• [TASK STATEMENT]:
The lines you need are those holding the word "drawn"; pull them from the material.

□ □ □

use std::cell::{Cell, RefCell};
use std::fmt;
use std::rc::Rc;
use gloo_net::http::{Request, Response};
use gloo_timers::callback::Timeout;
use wasm_bindgen_futures::spawn_local;
use web_sys::{AbortController, AbortSignal};
use crate::console;
use crate::protocol::{parse_scores, ScoreRecord, ScoreSubmission};
use crate::state::Difficulty;

const FORM_CONTENT_TYPE: &str = "application/x-www-form-urlencoded";

/// A call to the remote score service.
#[derive(Debug, Clone, PartialEq, Eq)]
pub enum LeaderboardRequest {
    Fetch { difficulty: Difficulty },
    Submit { initials: String, score: u32, difficulty: Difficulty },
}

#[derive(Debug, Clone, Copy, PartialEq, Eq)]
pub enum RequestKind {
    Fetch,
    Submit,
}

impl LeaderboardRequest {
    pub fn kind(&self) -> RequestKind {
        match self {
            LeaderboardRequest::Fetch { .. } => RequestKind::Fetch,
            LeaderboardRequest::Submit { .. } => RequestKind::Submit,
        }
    }
}

/// Outcome of one request. `scores` is `None` on any failure.
#[derive(Debug, Clone, PartialEq)]
pub struct ScoreReply {
    pub generation: u64,
    pub kind: RequestKind,
    pub scores: Option<Vec<ScoreRecord>>,
}

/// Single slot where async replies land until the next frame reads them.
pub type ScoreMailbox = Rc<RefCell<Option<ScoreReply>>>;

pub fn new_mailbox() -> ScoreMailbox {
    Rc::new(RefCell::new(None))
}

/// Stores a reply unless a newer one is already waiting.
pub fn deliver(mailbox: &ScoreMailbox, reply: ScoreReply) {
    let mut slot = mailbox.borrow_mut();
    match slot.as_ref() {
        Some(waiting) if waiting.generation > reply.generation => {}
        _ => *slot = Some(reply),
    }
}

pub trait Leaderboard {
    /// Starts a request. The outcome is only ever reported through `mailbox`.
    fn request(&self, request: LeaderboardRequest, generation: u64, mailbox: ScoreMailbox);
}

#[derive(Debug)]
pub enum LeaderboardError {
    Setup(String),
    Transport(gloo_net::Error),
    Status(u16),
    Timeout,
}

impl fmt::Display for LeaderboardError {
    fn fmt(&self, f: &mut fmt::Formatter<'_>) -> fmt::Result {
        match self {
            LeaderboardError::Setup(msg) => write!(f, "could not start request: {}", msg),
            LeaderboardError::Transport(e) => write!(f, "transport error: {}", e),
            LeaderboardError::Status(code) => write!(f, "unexpected status {}", code),
            LeaderboardError::Timeout => write!(f, "request timed out"),
        }
    }
}

impl From<gloo_net::Error> for LeaderboardError {
    fn from(e: gloo_net::Error) -> Self {
        LeaderboardError::Transport(e)
    }
}

pub fn scores_url(base: &str, difficulty: Difficulty) -> String {
    format!("{}/scores/?difficulty={}", base.trim_end_matches('/'), difficulty.as_str())
}

pub fn submit_url(base: &str) -> String {
    format!("{}/scores/new/", base.trim_end_matches('/'))
}

/// `fetch`-backed client with a per-request abort timer.
pub struct HttpLeaderboard {
    base_url: String,
    timeout_ms: u32,
}

impl HttpLeaderboard {
    pub fn new(base_url: &str, timeout_ms: u32) -> Self {
        Self { base_url: base_url.to_string(), timeout_ms }
    }
}

async fn send(
    base: &str,
    request: &LeaderboardRequest,
    signal: &AbortSignal,
) -> Result<Response, LeaderboardError> {
    let response = match request {
        LeaderboardRequest::Fetch { difficulty } => {
            Request::get(&scores_url(base, *difficulty))
                .abort_signal(Some(signal))
                .send()
                .await?
        }
        LeaderboardRequest::Submit { initials, score, difficulty } => {
            let submission =
                ScoreSubmission { initials, score: *score, difficulty: difficulty.as_str() };
            let body = submission.to_form();
            Request::post(&submit_url(base))
                .header("Content-type", FORM_CONTENT_TYPE)
                .abort_signal(Some(signal))
                .body(body)?
                .send()
                .await?
        }
    };
    Ok(response)
}

async fn perform(
    base: &str,
    request: &LeaderboardRequest,
    signal: &AbortSignal,
) -> Result<Vec<ScoreRecord>, LeaderboardError> {
    let response = send(base, request, signal).await?;
    if response.status() != 200 {
        return Err(LeaderboardError::Status(response.status()));
    }
    let body = response.text().await?;
    Ok(parse_scores(&body))
}

impl Leaderboard for HttpLeaderboard {
    fn request(&self, request: LeaderboardRequest, generation: u64, mailbox: ScoreMailbox) {
        let kind = request.kind();
        let controller = match AbortController::new() {
            Ok(c) => c,
            Err(e) => {
                let err = LeaderboardError::Setup(format!("{:?}", e));
                console::error(&format!("Leaderboard {:?}: {}", kind, err));
                deliver(&mailbox, ScoreReply { generation, kind, scores: None });
                return;
            }
        };

        let timed_out = Rc::new(Cell::new(false));
        let timer = {
            let controller = controller.clone();
            let timed_out = timed_out.clone();
            Timeout::new(self.timeout_ms, move || {
                timed_out.set(true);
                controller.abort();
            })
        };

        let base = self.base_url.clone();
        spawn_local(async move {
            let result = perform(&base, &request, &controller.signal()).await;
            // Finished either way; disarm the abort
            drop(timer);
            let scores = match result {
                Ok(rows) => Some(rows),
                Err(err) => {
                    let err = if timed_out.get() { LeaderboardError::Timeout } else { err };
                    console::warn(&format!("Leaderboard {:?}: {}", kind, err));
                    None
                }
            };
            deliver(&mailbox, ScoreReply { generation, kind, scores });
        });
    }
}
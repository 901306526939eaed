use crate::constants::{CANVAS_W, HP_COLOR, TEXT_COLOR};
use crate::state::Scores;
use crate::storage::HighScoreStore;
use crate::surface::Surface;
use crate::util::{format_score, Rect};

const REDRAW_EVERY: u32 = 4;
const STRIP_H: f64 = 50.0;
const FONT_PX: u32 = 24;
const HP_SEGMENT: f64 = 8.0;

/// Score and health strip along the top of the UI layer.
#[derive(Debug, Default)]
pub struct Hud {
    ticks: u32,
}

impl Hud {
    pub fn new() -> Self {
        Self::default()
    }

    /// Redraws every fourth call. A new best score is written through to
    /// the store on every call, drawn or not.
    pub fn render(
        &mut self,
        ui: &mut dyn Surface,
        scores: &mut Scores,
        hp: i32,
        store: &mut dyn HighScoreStore,
    ) {
        if scores.score > scores.high {
            scores.high = scores.score;
            store.set_high_score(scores.high);
        }
        if self.ticks % REDRAW_EVERY == 0 {
            ui.clear_rect(Rect::new(0.0, 0.0, CANVAS_W, STRIP_H));
            let score = format!("SCORE: {}", format_score(scores.score));
            ui.fill_text(&score, 140.0, 30.0, FONT_PX, TEXT_COLOR);
            let high = format!("HI: {}", format_score(scores.high));
            ui.fill_text(&high, 320.0, 30.0, FONT_PX, TEXT_COLOR);

            ui.fill_text("HP", 10.0, 30.0, FONT_PX, TEXT_COLOR);
            ui.stroke_rect(Rect::new(45.0, 14.0, 81.0, 18.0), TEXT_COLOR);
            ui.fill_rect(Rect::new(45.0, 15.0, hp.max(0) as f64 * HP_SEGMENT, 16.0), HP_COLOR);

            if self.ticks > 300 {
                self.ticks = 0;
            }
        }
        self.ticks += 1;
    }

    /// Wipes the strip, e.g. when leaving a run.
    pub fn clear(&mut self, ui: &mut dyn Surface) {
        ui.clear_rect(Rect::new(0.0, 0.0, CANVAS_W, STRIP_H));
        self.ticks = 0;
    }
}

#[cfg(test)]
mod tests {
    use super::*;
    use crate::storage::memory::MemoryStore;
    use crate::surface::recording::{DrawCall, RecordingSurface};

    #[test]
    fn draws_score_high_and_health() {
        let mut hud = Hud::new();
        let mut ui = RecordingSurface::default();
        let mut scores = Scores { score: 75, high: 120 };
        let mut store = MemoryStore::default();
        hud.render(&mut ui, &mut scores, 7, &mut store);
        assert!(ui.has_text("SCORE: 000075"));
        assert!(ui.has_text("HI: 000120"));
        assert!(ui.calls.contains(&DrawCall::Fill(Rect::new(45.0, 15.0, 56.0, 16.0))));
        assert_eq!(store.writes, 0);
    }

    #[test]
    fn redraws_every_fourth_tick() {
        let mut hud = Hud::new();
        let mut ui = RecordingSurface::default();
        let mut scores = Scores::default();
        let mut store = MemoryStore::default();
        for _ in 0..8 {
            hud.render(&mut ui, &mut scores, 10, &mut store);
        }
        let clears = ui.calls.iter().filter(|c| matches!(c, DrawCall::Clear(_))).count();
        assert_eq!(clears, 2);
    }

    #[test]
    fn new_best_is_persisted() {
        let mut hud = Hud::new();
        let mut ui = RecordingSurface::default();
        let mut scores = Scores { score: 300, high: 120 };
        let mut store = MemoryStore { value: 120, writes: 0 };
        hud.render(&mut ui, &mut scores, 10, &mut store);
        assert_eq!(scores.high, 300);
        assert_eq!(store.value, 300);
        assert_eq!(store.writes, 1);
    }

    #[test]
    fn new_best_is_persisted_between_redraws() {
        let mut hud = Hud::new();
        let mut ui = RecordingSurface::default();
        let mut scores = Scores { score: 0, high: 40 };
        let mut store = MemoryStore { value: 40, writes: 0 };
        hud.render(&mut ui, &mut scores, 10, &mut store);
        ui.calls.clear();

        scores.score = 500;
        hud.render(&mut ui, &mut scores, 10, &mut store);
        // tick 1: nothing drawn, best still stored
        assert!(ui.calls.is_empty());
        assert_eq!(scores.high, 500);
        assert_eq!(store.value, 500);
        assert_eq!(store.writes, 1);
    }
}
use thiserror::Error;

#[derive(Error, Debug)]
pub enum ConfigError {
    #[error("invalid value for {key}: '{value}' ({reason})")]
    InvalidValue {
        key: String,
        value: String,
        reason: String,
    },

    #[error("{0} must be an absolute http(s) URL, got '{1}'")]
    InvalidUrl(String, String),
}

□ □ □

• [YOUR RESPONSE]:
    /// the store on every call, drawn or not.
        // tick 1: nothing drawn, best still stored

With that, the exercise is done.